まず、ホームディレクトリに適当なlapack95のインストール先のディレクトリを作成します。
例えば、
cd ~/
mkdir mkl
などですね。
次に、
cd $MKLROOT/interfaces/lapack95/
make libintel64 INSTALL_DIR=~/mkl/ interface=lp64 FC=gfortran
とすると、いま作ったディレクトリにgfortran用のlapack95インターフェースのライブラリやモジュールがビルドされます。
次に、.bashrcなどにF95ROOTという環境変数を設定します。

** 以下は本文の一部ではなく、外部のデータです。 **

//! 错误类型模块
//!
//! 所有错误都在 API 边界解析一次，页面只和这里的带标签结果打交道：
//! - `HttpError`: 请求根本没有得到响应
//! - `ApiError`: 一次 API 调用的失败结果
//! - `StorageError`: 浏览器存储读写失败

use std::fmt;

/// 传输层失败时展示给用户的通用文案
pub const NETWORK_ERROR_MESSAGE: &str = "Network error, please try again.";

// =========================================================
// 传输错误
// =========================================================

/// HTTP 错误类型
#[derive(Debug, Clone, PartialEq, Eq)]
pub enum HttpError {
    /// 请求构建失败
    RequestBuildFailed(String),
    /// 网络请求失败 (DNS、连接被拒绝、CORS 等)
    NetworkError(String),
}

impl fmt::Display for HttpError {
    fn fmt(&self, f: &mut fmt::Formatter<'_>) -> fmt::Result {
        match self {
            HttpError::RequestBuildFailed(msg) => write!(f, "request build failed: {}", msg),
            HttpError::NetworkError(msg) => write!(f, "network error: {}", msg),
        }
    }
}

impl std::error::Error for HttpError {}

// =========================================================
// API 结果
// =========================================================

/// API 调用的失败分支
#[derive(Debug, Clone, PartialEq, Eq)]
pub enum ApiError {
    /// 后端返回了非 2xx 状态码
    Rejected {
        status: u16,
        /// 从错误响应体中提取的消息；响应体不是合法 JSON 时为 `None`
        message: Option<String>,
    },
    /// 请求没有完成
    Transport(HttpError),
    /// 2xx 响应，但响应体无法解码为期望的结构
    Malformed(String),
}

impl ApiError {
    #[cfg(test)]
    pub fn is_rejection(&self) -> bool {
        matches!(self, ApiError::Rejected { .. })
    }

    /// 生成展示给用户的文案
    ///
    /// 拒绝时优先使用后端消息，否则使用 `fallback`；传输失败统一为网络错误文案。
    pub fn user_message(&self, fallback: &str) -> String {
        match self {
            ApiError::Rejected {
                message: Some(message),
                ..
            } => message.clone(),
            ApiError::Rejected { message: None, .. } | ApiError::Malformed(_) => {
                fallback.to_string()
            }
            ApiError::Transport(_) => NETWORK_ERROR_MESSAGE.to_string(),
        }
    }
}

impl fmt::Display for ApiError {
    fn fmt(&self, f: &mut fmt::Formatter<'_>) -> fmt::Result {
        match self {
            ApiError::Rejected {
                status,
                message: Some(message),
            } => write!(f, "rejected with status {}: {}", status, message),
            ApiError::Rejected {
                status,
                message: None,
            } => write!(f, "rejected with status {}", status),
            ApiError::Transport(e) => write!(f, "transport failure: {}", e),
            ApiError::Malformed(msg) => write!(f, "malformed response: {}", msg),
        }
    }
}

impl std::error::Error for ApiError {
    fn source(&self) -> Option<&(dyn std::error::Error + 'static)> {
        match self {
            ApiError::Transport(e) => Some(e),
            _ => None,
        }
    }
}

impl From<HttpError> for ApiError {
    fn from(e: HttpError) -> Self {
        ApiError::Transport(e)
    }
}

pub type ApiResult<T> = Result<T, ApiError>;

// =========================================================
// 存储错误
// =========================================================

#[derive(Debug, Clone, PartialEq, Eq)]
pub enum StorageError {
    /// 浏览器未提供该存储区域 (隐私模式、非浏览器环境)
    Unavailable,
    /// 写入被拒绝 (配额已满等)
    WriteFailed(String),
    /// 值无法序列化
    Encode(String),
}

impl fmt::Display for StorageError {
    fn fmt(&self, f: &mut fmt::Formatter<'_>) -> fmt::Result {
        match self {
            StorageError::Unavailable => write!(f, "storage area unavailable"),
            StorageError::WriteFailed(msg) => write!(f, "storage write failed: {}", msg),
            StorageError::Encode(msg) => write!(f, "storage encode failed: {}", msg),
        }
    }
}

impl std::error::Error for StorageError {}
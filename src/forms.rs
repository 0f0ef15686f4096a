//! 认证表单逻辑 (登录 / 注册)
//!
//! 页面组件只负责把输入绑定到信号；提交流程、防重入和结果解释都在这里，
//! 与 DOM 无关，可以直接在测试中驱动。

use crate::api::AuthApi;
use crate::error::{ApiError, NETWORK_ERROR_MESSAGE};
use crate::session::{Session, SessionStore};
use crate::web::http::HttpClient;
use crate::web::route::AppRoute;
use crate::web::storage::StorageArea;
use auth_portal_shared::{LoginRequest, SignupRequest};
use leptos::prelude::*;
#[cfg(test)]
use std::cell::RefCell;
use std::future::Future;
use std::time::Duration;

#[cfg(test)]
mod tests;

pub const LOGIN_FAILED: &str = "Login failed";
pub const SIGNUP_FAILED: &str = "Signup failed";
pub const SIGNUP_SUCCEEDED: &str = "Account created successfully!";
pub const SESSION_SAVE_FAILED: &str = "Could not save your session, please try again.";

// =========================================================
// 表单状态
// =========================================================

/// 表单上方显示的提示
#[derive(Debug, Clone, PartialEq, Eq)]
pub enum Notice {
    Error(String),
    Success(String),
}

/// 表单状态：忙碌标志与当前提示
#[derive(Debug, Clone, Default, PartialEq, Eq)]
pub struct FormController {
    busy: bool,
    notice: Option<Notice>,
}

impl FormController {
    pub fn is_busy(&self) -> bool {
        self.busy
    }

    pub fn notice(&self) -> Option<&Notice> {
        self.notice.as_ref()
    }

    /// 开始一次提交
    ///
    /// 已有请求在途时返回 `false`；否则清除上一次的提示并进入忙碌状态。
    pub fn begin(&mut self) -> bool {
        if self.busy {
            return false;
        }
        self.busy = true;
        self.notice = None;
        true
    }

    /// 结束提交并重新启用表单
    pub fn finish(&mut self, notice: Option<Notice>) {
        self.busy = false;
        self.notice = notice;
    }
}

/// 持有 `FormController` 的容器
///
/// 容器已被销毁（组件已卸载）时返回 `None`，此时结果直接丢弃。
pub trait FormHandle {
    fn with_form<R>(&self, f: impl FnOnce(&mut FormController) -> R) -> Option<R>;
}

impl FormHandle for RwSignal<FormController> {
    fn with_form<R>(&self, f: impl FnOnce(&mut FormController) -> R) -> Option<R> {
        self.try_update(f)
    }
}

#[cfg(test)]
impl FormHandle for RefCell<FormController> {
    fn with_form<R>(&self, f: impl FnOnce(&mut FormController) -> R) -> Option<R> {
        Some(f(&mut self.borrow_mut()))
    }
}

// =========================================================
// 提交结果
// =========================================================

/// 一次提交的结果
#[derive(Debug, Clone, PartialEq, Eq)]
pub enum FormOutcome {
    /// 被拒绝或网络失败，留在当前页
    Failed(String),
    /// 登录成功，会话已写入
    LoggedIn,
    /// 注册成功，延时后跳转到登录页
    Registered {
        message: String,
        redirect_after: Duration,
    },
}

impl FormOutcome {
    pub fn notice(&self) -> Option<Notice> {
        match self {
            FormOutcome::Failed(msg) => Some(Notice::Error(msg.clone())),
            FormOutcome::LoggedIn => None,
            FormOutcome::Registered { message, .. } => Some(Notice::Success(message.clone())),
        }
    }

    /// 下一个路由（注册成功时需等待 `redirect_after`）
    pub fn next_route(&self) -> Option<AppRoute> {
        match self {
            FormOutcome::Failed(_) => None,
            FormOutcome::LoggedIn => Some(AppRoute::Private),
            FormOutcome::Registered { .. } => Some(AppRoute::Login),
        }
    }
}

/// 在防重入保护下执行一次提交
///
/// `flow` 只在成功进入忙碌状态后才会被 poll，所以被拒绝的重复提交不会发出请求。
/// 返回 `None` 表示提交被忽略。
pub async fn run_submit<H, F>(form: &H, flow: F) -> Option<FormOutcome>
where
    H: FormHandle,
    F: Future<Output = FormOutcome>,
{
    if !form.with_form(FormController::begin).unwrap_or(false) {
        log::debug!("submit ignored: request already in flight");
        return None;
    }

    let outcome = flow.await;
    form.with_form(|f| f.finish(outcome.notice()))?;
    Some(outcome)
}

fn failure_message(err: &ApiError, fallback: &str) -> String {
    if let ApiError::Transport(e) = err {
        log::warn!("request did not complete: {}", e);
        return NETWORK_ERROR_MESSAGE.to_string();
    }
    err.user_message(fallback)
}

// =========================================================
// 登录
// =========================================================

pub struct LoginFlow;

impl LoginFlow {
    /// 提交登录
    ///
    /// 成功时先写入 token 与 user 两个键，再返回 `LoggedIn`。
    pub async fn submit<C, S>(
        api: &AuthApi<C>,
        store: &SessionStore<S>,
        req: &LoginRequest,
    ) -> FormOutcome
    where
        C: HttpClient,
        S: StorageArea,
    {
        let resp = match api.login(req).await {
            Ok(resp) => resp,
            Err(e) => return FormOutcome::Failed(failure_message(&e, LOGIN_FAILED)),
        };

        let Some(user) = resp.resolve_user() else {
            log::warn!("login response carried no user record");
            return FormOutcome::Failed(LOGIN_FAILED.to_string());
        };

        let session = Session {
            token: resp.token,
            user,
        };
        if let Err(e) = store.save(&session) {
            log::error!("failed to persist session: {}", e);
            return FormOutcome::Failed(SESSION_SAVE_FAILED.to_string());
        }

        log::info!("logged in as user {}", session.user.id);
        FormOutcome::LoggedIn
    }
}

// =========================================================
// 注册
// =========================================================

pub struct SignupFlow;

impl SignupFlow {
    /// 提交注册；无论结果如何都不会写入会话
    pub async fn submit<C: HttpClient>(
        api: &AuthApi<C>,
        req: &SignupRequest,
        redirect_after: Duration,
    ) -> FormOutcome {
        match api.signup(req).await {
            Ok(_) => {
                log::info!("account created");
                FormOutcome::Registered {
                    message: SIGNUP_SUCCEEDED.to_string(),
                    redirect_after,
                }
            }
            Err(e) => FormOutcome::Failed(failure_message(&e, SIGNUP_FAILED)),
        }
    }
}
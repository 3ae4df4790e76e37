//! The dual-resource transaction coordinator.
//!
//! A [`TransactionCoordinator`] owns one messaging resource and one storage
//! resource. For every unit of work it opens a [`TransactionScope`] that
//! holds an exclusive session on each, lets the work receive, send and write
//! through that scope, and then completes both sessions with a fixed
//! sequence:
//!
//! ```text
//! Open ──work ok──▶ CommittingStorage ──ok──▶ StorageCommitted ──▶ CommittingMessaging ──ok──▶ Committed
//!   │                      │                                              │
//!   │ work err             │ err                                          │ err
//!   ▼                      ▼                                              ▼
//! RolledBack        StorageCommitFailed            MessagingCommitFailedAfterStorageCommit
//! ```
//!
//! Storage always commits before messaging. If the storage commit fails the
//! messaging session is rolled back and its messages are redelivered. If
//! messaging fails after storage committed, the storage writes are already
//! durable; the coordinator reports this as
//! [`TransactionError::MessagingCommitFailedAfterStorageCommit`] so that the
//! inconsistency is visible. Committing in the other order would only swap
//! which side is left inconsistent, and a lost message is harder to detect
//! than a duplicated write.

use std::ops::AsyncFnOnce;
use std::sync::{Mutex, PoisonError};

use tracing::{Instrument, debug, error, info, info_span, warn};

use crate::errors::{
    MessagingError, ResourceKind, StorageError, TransactionError, TransactionResult,
};
use crate::resource::{
    MessagingResource, MessagingSession, ReceiveWait, StorageResource, StorageSession,
};
use crate::types::{Message, QueueName, ScopeId, Statement, Table};

/// Lifecycle state of a transaction scope.
#[derive(Debug, Clone, Copy, PartialEq, Eq, Hash)]
pub enum ScopeState {
    /// Work may receive, send and write.
    Open,
    /// The storage session is committing.
    CommittingStorage,
    /// Storage is durable; messaging has not committed yet.
    StorageCommitted,
    /// The messaging session is committing.
    CommittingMessaging,
    /// Both resources committed.
    Committed,
    /// Both resources were rolled back after the work failed.
    RolledBack,
    /// Storage refused to commit; messaging was rolled back.
    StorageCommitFailed,
    /// Storage committed, messaging did not.
    MessagingCommitFailedAfterStorageCommit,
}

impl ScopeState {
    /// Whether a scope in this state may move to `next`.
    pub const fn can_advance_to(self, next: Self) -> bool {
        matches!(
            (self, next),
            (Self::Open, Self::CommittingStorage | Self::RolledBack)
                | (
                    Self::CommittingStorage,
                    Self::StorageCommitted | Self::StorageCommitFailed
                )
                | (Self::StorageCommitted, Self::CommittingMessaging)
                | (
                    Self::CommittingMessaging,
                    Self::Committed | Self::MessagingCommitFailedAfterStorageCommit
                )
        )
    }

    /// Whether the scope can no longer change state.
    pub const fn is_terminal(self) -> bool {
        matches!(
            self,
            Self::Committed
                | Self::RolledBack
                | Self::StorageCommitFailed
                | Self::MessagingCommitFailedAfterStorageCommit
        )
    }
}

/// One logical transaction spanning a messaging session and a storage
/// session.
///
/// The scope is handed to the unit of work by mutable reference; the work
/// reaches both resources only through it.
pub struct TransactionScope<M, S> {
    lifecycle: Lifecycle,
    messaging: M,
    storage: S,
    received: usize,
    executed: usize,
}

/// Identity and state of a scope, kept apart from the sessions so that it
/// outlives them while they are committed or rolled back by value.
#[derive(Debug, Clone, Copy)]
struct Lifecycle {
    id: ScopeId,
    state: ScopeState,
}

impl Lifecycle {
    fn advance(&mut self, next: ScopeState) {
        debug_assert!(
            self.state.can_advance_to(next),
            "illegal scope transition {:?} -> {next:?}",
            self.state
        );
        debug!(from = ?self.state, to = ?next, "scope state changed");
        self.state = next;
    }
}

impl<M, S> TransactionScope<M, S>
where
    M: MessagingSession,
    S: StorageSession,
{
    fn new(id: ScopeId, messaging: M, storage: S) -> Self {
        Self {
            lifecycle: Lifecycle {
                id,
                state: ScopeState::Open,
            },
            messaging,
            storage,
            received: 0,
            executed: 0,
        }
    }

    /// Identifier of this scope.
    pub const fn id(&self) -> ScopeId {
        self.lifecycle.id
    }

    /// Current lifecycle state.
    pub const fn state(&self) -> ScopeState {
        self.lifecycle.state
    }

    /// Number of messages received through this scope.
    pub const fn messages_received(&self) -> usize {
        self.received
    }

    /// Number of statements executed through this scope.
    pub const fn statements_executed(&self) -> usize {
        self.executed
    }

    /// Receive the next message from `queue`, waiting as `wait` allows.
    pub async fn receive(
        &mut self,
        queue: &QueueName,
        wait: ReceiveWait,
    ) -> Result<Option<Message>, MessagingError> {
        let message = self.messaging.receive(queue, wait).await?;
        if message.is_some() {
            self.received += 1;
        }
        Ok(message)
    }

    /// Receive the next message from `queue` without waiting.
    pub async fn try_receive(&mut self, queue: &QueueName) -> Result<Option<Message>, MessagingError> {
        self.receive(queue, ReceiveWait::Immediate).await
    }

    /// Send `payload` to `queue` once the scope commits.
    pub async fn send(
        &mut self,
        queue: &QueueName,
        payload: impl Into<String>,
    ) -> Result<(), MessagingError> {
        self.messaging.send(queue, payload.into()).await
    }

    /// Execute `statement` in the scope's storage transaction.
    pub async fn execute(&mut self, statement: Statement) -> Result<u64, StorageError> {
        let affected = self.storage.execute(statement).await?;
        self.executed += 1;
        Ok(affected)
    }

    /// Count rows of `table` as seen from inside the scope.
    pub async fn count_rows(&mut self, table: Table) -> Result<u64, StorageError> {
        self.storage.count_rows(table).await
    }

    async fn commit<E>(self) -> (ScopeState, TransactionResult<(), E>) {
        let Self {
            mut lifecycle,
            messaging,
            storage,
            ..
        } = self;

        lifecycle.advance(ScopeState::CommittingStorage);
        if let Err(source) = storage.commit().await {
            lifecycle.advance(ScopeState::StorageCommitFailed);
            warn!(error = %source, "storage commit failed, rolling back messaging");
            if let Err(rollback_error) = messaging.rollback().await {
                error!(error = %rollback_error, "messaging rollback failed");
            }
            return (
                lifecycle.state,
                Err(TransactionError::StorageCommitFailed {
                    scope: lifecycle.id,
                    source,
                }),
            );
        }
        lifecycle.advance(ScopeState::StorageCommitted);

        lifecycle.advance(ScopeState::CommittingMessaging);
        if let Err(source) = messaging.commit().await {
            lifecycle.advance(ScopeState::MessagingCommitFailedAfterStorageCommit);
            error!(
                error = %source,
                "messaging commit failed after storage commit; storage writes remain visible"
            );
            return (
                lifecycle.state,
                Err(TransactionError::MessagingCommitFailedAfterStorageCommit {
                    scope: lifecycle.id,
                    source,
                }),
            );
        }
        lifecycle.advance(ScopeState::Committed);

        (lifecycle.state, Ok(()))
    }

    async fn rollback(self) -> ScopeState {
        let Self {
            mut lifecycle,
            messaging,
            storage,
            ..
        } = self;

        lifecycle.advance(ScopeState::RolledBack);
        if let Err(error) = storage.rollback().await {
            error!(error = %error, "storage rollback failed");
        }
        if let Err(error) = messaging.rollback().await {
            error!(error = %error, "messaging rollback failed");
        }
        lifecycle.state
    }
}

/// Runs units of work against a messaging resource and a storage resource
/// with all-or-nothing intent.
///
/// # Example
///
/// ```rust,ignore
/// let coordinator = TransactionCoordinator::new(broker, storage);
/// let written = coordinator
///     .run_in_transaction(async |scope| handler.handle(scope).await)
///     .await?;
/// ```
pub struct TransactionCoordinator<M, S> {
    messaging: M,
    storage: S,
    last_outcome: Mutex<Option<ScopeState>>,
}

impl<M, S> TransactionCoordinator<M, S>
where
    M: MessagingResource,
    S: StorageResource,
{
    /// Create a coordinator over the two resources.
    pub const fn new(messaging: M, storage: S) -> Self {
        Self {
            messaging,
            storage,
            last_outcome: Mutex::new(None),
        }
    }

    /// The messaging resource.
    pub const fn messaging(&self) -> &M {
        &self.messaging
    }

    /// The storage resource.
    pub const fn storage(&self) -> &S {
        &self.storage
    }

    /// Terminal state of the most recently completed scope.
    ///
    /// A failed enlistment clears it: no scope was opened, so there is no
    /// outcome to report.
    pub fn last_outcome(&self) -> Option<ScopeState> {
        *self
            .last_outcome
            .lock()
            .unwrap_or_else(PoisonError::into_inner)
    }

    fn record_outcome(&self, state: Option<ScopeState>) {
        *self
            .last_outcome
            .lock()
            .unwrap_or_else(PoisonError::into_inner) = state;
    }

    /// Open a scope, enlisting a fresh session on each resource.
    ///
    /// The caller must hand the scope back to [`commit`](Self::commit) or
    /// [`rollback`](Self::rollback); a scope that is simply dropped rolls
    /// both sessions back.
    pub async fn begin<E>(&self) -> TransactionResult<TransactionScope<M::Session, S::Session>, E> {
        self.enlist(ScopeId::new()).await
    }

    async fn enlist<E>(
        &self,
        id: ScopeId,
    ) -> TransactionResult<TransactionScope<M::Session, S::Session>, E> {
        let result = self.open_sessions(id).await;
        if result.is_err() {
            self.record_outcome(None);
        }
        result
    }

    async fn open_sessions<E>(
        &self,
        id: ScopeId,
    ) -> TransactionResult<TransactionScope<M::Session, S::Session>, E> {
        let messaging = self.messaging.begin().await.map_err(|error| {
            warn!(error = %error, "messaging enlistment failed");
            TransactionError::EnlistmentFailed {
                resource: ResourceKind::Messaging,
                reason: error.to_string(),
            }
        })?;

        let storage = match self.storage.begin().await {
            Ok(storage) => storage,
            Err(error) => {
                warn!(error = %error, "storage enlistment failed");
                if let Err(rollback_error) = messaging.rollback().await {
                    error!(error = %rollback_error, "messaging rollback failed");
                }
                return Err(TransactionError::EnlistmentFailed {
                    resource: ResourceKind::Storage,
                    reason: error.to_string(),
                });
            }
        };

        debug!(scope = %id, "enlisted messaging and storage sessions");
        Ok(TransactionScope::new(id, messaging, storage))
    }

    /// Commit `scope`: storage first, then messaging.
    pub async fn commit<E>(
        &self,
        scope: TransactionScope<M::Session, S::Session>,
    ) -> TransactionResult<(), E> {
        let received = scope.messages_received();
        let executed = scope.statements_executed();
        let (state, result) = scope.commit().await;
        self.record_outcome(Some(state));
        if result.is_ok() {
            info!(received, executed, "transaction committed");
        }
        result
    }

    /// Roll both sessions of `scope` back.
    pub async fn rollback(&self, scope: TransactionScope<M::Session, S::Session>) {
        let state = scope.rollback().await;
        self.record_outcome(Some(state));
    }

    /// Run `work` inside a new scope and complete the scope according to its
    /// result.
    ///
    /// - `work` fails: both sessions roll back and the error is returned
    ///   unchanged inside [`TransactionError::WorkFailed`].
    /// - storage commit fails: messaging rolls back,
    ///   [`TransactionError::StorageCommitFailed`].
    /// - messaging commit fails after storage committed:
    ///   [`TransactionError::MessagingCommitFailedAfterStorageCommit`].
    /// - both commit: `work`'s value is returned.
    pub async fn run_in_transaction<T, E, F>(&self, work: F) -> TransactionResult<T, E>
    where
        F: AsyncFnOnce(&mut TransactionScope<M::Session, S::Session>) -> Result<T, E>,
    {
        let id = ScopeId::new();
        let span = info_span!("transaction", scope = %id);

        async move {
            let mut scope = self.enlist(id).await?;

            match work(&mut scope).await {
                Ok(value) => {
                    self.commit(scope).await?;
                    Ok(value)
                }
                Err(error) => {
                    warn!(
                        received = scope.messages_received(),
                        executed = scope.statements_executed(),
                        "unit of work failed, rolling back both resources"
                    );
                    self.rollback(scope).await;
                    Err(TransactionError::WorkFailed(error))
                }
            }
        }
        .instrument(span)
        .await
    }
}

インストール先のディレクトリの情報です。
例えば、
export F95ROOT=$HOME/mkl
ですね。
これでgfortranでも使えるようになりました。
コンパイル
コンパイル方法は
https://software.intel.com/en-us/articles/intel-mkl-link-line-advisor
でご自分の環境に合わせて調べてみましょう。
Ubuntuであれば、
Use this link line: に
${F95ROOT}/lib/intel64/libmkl_lapack95_lp64.a -L${MKLROOT}/lib/intel64 -Wl,--no-as-needed -lmkl_gf_lp64 -lmkl_sequential -lmkl_core -lpthread -lm -ldl
Compiler options:
-I${F95ROOT}/include/intel64/lp64 -m64 -I${MKLROOT}/include
とあると思います。
これを使います。
lapacktest.f90というコードがあった時、コンパイルは、
gfortran lapacktest.f90 ${F95ROOT}/lib/intel64/libmkl_lapack95_lp64.a -L${MKLROOT}/lib/intel64 -Wl,--no-as-needed -lmkl_gf_lp64 -lmkl_sequential -lmkl_core -lpthread -lm -ldl -I${F95ROOT}/include/intel64/lp64 -m64 -I${MKLROOT}/include
となります。
サンプルコード
以下のようなサンプルコードを用意しました。
subroutine test()
use lapack95
implicit none
integer::n
real(8),allocatable::Hs(:,:)
real(8),allocatable::evec(:)
real(8),allocatable::Vs(:,:)
complex(8),allocatable::V(:,:)
complex(8),allocatable::H(:,:)
real(8),allocatable::Hr(:,:)
real(8),allocatable::Hi(:,:)
complex,parameter::ci = (0d0,1d0)
n = 2
allocate(Hs(1:n,1:n))
allocate(V(1:n,1:n))
allocate(Vs(1:n,1:n))
allocate(evec(1:n))
call random_number(Hs)
Hs = (Hs + transpose(Hs))/2
call syev(Hs,evec,'N')
write(*,*) evec
call syev(Hs,evec,'V')
write(*,*) evec
allocate(H(1:n,1:n))
allocate(Hi(1:n,1:n))
allocate(Hr(1:n,1:n))
call random_number(Hr)
call random_number(Hi)
H = Hr + ci*Hi
H = (H + conjg(transpose(H)))/2
call heev(H,evec)
write(*,*) evec
call heev(H,evec,'V')
write(*,*) evec
return
end subroutine
program main
implicit none
call test()
end program
以前の記事と同じように、対称行列の固有値と複素数エルミート行列の固有値を求めています。
call syev(Hs,evec,'N')
とすれば、対称行列の固有値が求まり、
call syev(Hs,evec,'V')
とすれば固有ベクトルも求まります。簡単ですね。
lapack95インターフェースを使う時は、
use lapack95
としています。
これで、mklのマニュアルにあるいろんなlapack95インターフェースが使えるようになりました。
もう面倒な引数からはおさらばできますね。